-- What to work on --
Which lines of the material hold the word "least"? Copy each one.

====================

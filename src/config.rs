//! Configuration structures for training, inference and the viewer
//!
//! Settings are read from JSON files with camelCase keys. Every key is
//! optional; missing keys take the defaults listed on each field. Command-line
//! flags of the binaries override file values after loading.
//!
//! # Example
//!
//! ```json
//! {
//!   "networkFile": "mnist.network",
//!   "costFunction": "crossEntropy",
//!   "regularization": "l2",
//!   "weightDecayRate": 5.0,
//!   "weightInitialization": "narrow",
//!   "trainImagesNumber": 50000,
//!   "epochsNumber": 30,
//!   "learningRate": 0.5
//! }
//! ```

use crate::cost::CostFunction;
use crate::error::{NetError, Result};
use crate::network::HyperParameters;
use crate::optimizers::Regularization;
use crate::utils::WeightInitialization;
use log::info;
use serde::de::DeserializeOwned;
use serde::Deserialize;
use std::fs;
use std::path::{Path, PathBuf};

/// File loaded before any explicit configuration, if present.
pub const DEFAULT_CONFIG_FILE: &str = "default.json";

/// Settings of the `nnet` train and infer commands.
#[derive(Debug, Clone, PartialEq, Deserialize)]
#[serde(rename_all = "camelCase", default, deny_unknown_fields)]
pub struct TrainingConfig {
    /// Topology file (default `default.network`). A missing file means the
    /// bare input -> output topology when training.
    pub network_file: PathBuf,
    /// Parameter file read before and written after training (default `default.parameters`)
    pub parameters_file: PathBuf,
    /// `quadratic` (default) or `crossEntropy`
    pub cost_function: CostFunction,
    /// `null` (default), `l1` or `l2`
    pub regularization: Regularization,
    /// Decay rate λ (default 0.1)
    pub weight_decay_rate: f64,
    /// `broad` (default) or `narrow`
    pub weight_initialization: WeightInitialization,

    pub train_images_file: PathBuf,
    pub train_labels_file: PathBuf,
    pub train_images_offset: usize,
    /// Default 1000
    pub train_images_number: usize,

    pub eval_images_file: PathBuf,
    pub eval_labels_file: PathBuf,
    pub eval_images_offset: usize,
    /// Default 100
    pub eval_images_number: usize,

    /// Restore parameters before training when the file exists (default true)
    pub read_parameters: bool,
    /// Default 10
    pub epochs_number: usize,
    /// Default 10
    pub batch_size: usize,
    /// Default 5.0
    pub learning_rate: f64,

    pub infer_images_file: PathBuf,
    pub infer_labels_file: PathBuf,
    pub infer_images_offset: usize,
    /// Default 100
    pub infer_images_number: usize,

    /// Fixed RNG seed; unset seeds from the clock
    pub seed: Option<u64>,
}

impl Default for TrainingConfig {
    fn default() -> Self {
        Self {
            network_file: PathBuf::from("default.network"),
            parameters_file: PathBuf::from("default.parameters"),
            cost_function: CostFunction::Quadratic,
            regularization: Regularization::Null,
            weight_decay_rate: 0.1,
            weight_initialization: WeightInitialization::Broad,
            train_images_file: PathBuf::from("data/train.images"),
            train_labels_file: PathBuf::from("data/train.labels"),
            train_images_offset: 0,
            train_images_number: 1000,
            eval_images_file: PathBuf::from("data/infer.images"),
            eval_labels_file: PathBuf::from("data/infer.labels"),
            eval_images_offset: 0,
            eval_images_number: 100,
            read_parameters: true,
            epochs_number: 10,
            batch_size: 10,
            learning_rate: 5.0,
            infer_images_file: PathBuf::from("data/infer.images"),
            infer_labels_file: PathBuf::from("data/infer.labels"),
            infer_images_offset: 0,
            infer_images_number: 100,
            seed: None,
        }
    }
}

impl TrainingConfig {
    /// Checks that:
    /// - `learningRate` is positive and finite
    /// - `weightDecayRate` is non-negative and finite
    /// - `batchSize`, `epochsNumber` and `trainImagesNumber` are at least 1
    pub fn validate(&self) -> Result<()> {
        if !(self.learning_rate.is_finite() && self.learning_rate > 0.0) {
            return Err(NetError::config(format!(
                "learningRate must be positive, got {}",
                self.learning_rate
            )));
        }
        if !(self.weight_decay_rate.is_finite() && self.weight_decay_rate >= 0.0) {
            return Err(NetError::config(format!(
                "weightDecayRate must be non-negative, got {}",
                self.weight_decay_rate
            )));
        }
        if self.batch_size == 0 {
            return Err(NetError::config("batchSize must be at least 1"));
        }
        if self.epochs_number == 0 {
            return Err(NetError::config("epochsNumber must be at least 1"));
        }
        if self.train_images_number == 0 {
            return Err(NetError::config("trainImagesNumber must be at least 1"));
        }
        Ok(())
    }

    pub fn hyper_parameters(&self) -> HyperParameters {
        HyperParameters {
            cost_function: self.cost_function,
            regularization: self.regularization,
            weight_decay_rate: self.weight_decay_rate,
            learning_rate: self.learning_rate,
        }
    }
}

/// Settings of the `infview` viewer.
#[derive(Debug, Clone, PartialEq, Deserialize)]
#[serde(rename_all = "camelCase", default, deny_unknown_fields)]
pub struct ViewConfig {
    pub infer_images_file: PathBuf,
    pub infer_labels_file: PathBuf,
    /// Show only misclassified images (default true)
    pub only_mistake: bool,
}

impl Default for ViewConfig {
    fn default() -> Self {
        Self {
            infer_images_file: PathBuf::from("data/infer.images"),
            infer_labels_file: PathBuf::from("data/infer.labels"),
            only_mistake: true,
        }
    }
}

/// Loads a training configuration from a JSON file and validates it.
///
/// # Examples
///
/// ```no_run
/// use nnet::config::load_config;
///
/// let cfg = load_config("mnist.json").unwrap();
/// assert!(cfg.learning_rate > 0.0);
/// ```
pub fn load_config<P: AsRef<Path>>(path: P) -> Result<TrainingConfig> {
    let config: TrainingConfig = read_json(path.as_ref())?;
    config.validate()?;
    Ok(config)
}

pub fn load_view_config<P: AsRef<Path>>(path: P) -> Result<ViewConfig> {
    read_json(path.as_ref())
}

/// Load `path` if given, else [`DEFAULT_CONFIG_FILE`] if it exists, else the
/// defaults. Not validated, so command-line overrides can still apply.
pub fn resolve<T>(path: Option<&Path>) -> Result<T>
where
    T: DeserializeOwned + Default,
{
    match path {
        Some(path) => read_json(path),
        None if Path::new(DEFAULT_CONFIG_FILE).exists() => read_json(Path::new(DEFAULT_CONFIG_FILE)),
        None => Ok(T::default()),
    }
}

fn read_json<T: DeserializeOwned>(path: &Path) -> Result<T> {
    let contents = fs::read_to_string(path)?;
    let config = serde_json::from_str(&contents)?;
    info!("loaded configuration from {}", path.display());
    Ok(config)
}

====================

-- Solution to this exercise --
    /// - `batchSize`, `epochsNumber` and `trainImagesNumber` are at least 1
            return Err(NetError::config("batchSize must be at least 1"));
            return Err(NetError::config("epochsNumber must be at least 1"));
            return Err(NetError::config("trainImagesNumber must be at least 1"));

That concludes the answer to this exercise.